• EXERCISE BRIEF
State the number of lines in the records beneath that hold the word "logger", and add nothing.

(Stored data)
*** Begin section ***
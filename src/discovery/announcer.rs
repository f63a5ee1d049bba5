use crate::config::NetworkConfig;
use crate::discovery::{broadcast, DiscoveryMessage};
use tokio::time::{self, Duration, MissedTickBehavior};
use tokio_util::sync::CancellationToken;

/// Who this node announces itself as.
#[derive(Debug, Clone)]
pub(crate) struct AnnouncedIdentity {
    pub(crate) node_id: String,
    pub(crate) rpc_address: String,
    pub(crate) cluster_name: String,
}

/// Broadcasts a fresh announcement every `interval` until `shutdown` is cancelled. Send failures
/// are logged and the next tick tries again.
pub(crate) async fn run_announcer(
    logger: slog::Logger,
    config: NetworkConfig,
    identity: AnnouncedIdentity,
    interval: Duration,
    shutdown: CancellationToken,
) {
    let mut ticker = time::interval(interval);
    ticker.set_missed_tick_behavior(MissedTickBehavior::Delay);
    let mut consecutive_failures = 0u32;

    loop {
        tokio::select! {
            _ = shutdown.cancelled() => {
                slog::debug!(logger, "Announcer stopped");
                return;
            }
            _ = ticker.tick() => {}
        }

        let message = DiscoveryMessage::new(&identity.node_id, &identity.rpc_address, &identity.cluster_name);
        match broadcast(&config, &message).await {
            Ok(()) => consecutive_failures = 0,
            Err(e) => {
                consecutive_failures += 1;
                // Only the first of a streak is worth a warning.
                if consecutive_failures == 1 {
                    slog::warn!(logger, "Failed to broadcast announcement: {:?}", e);
                } else {
                    slog::debug!(logger, "Failed to broadcast announcement ({} in a row): {:?}", consecutive_failures, e);
                }
            }
        }
    }
}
*** End section ***
• RESPONSE
4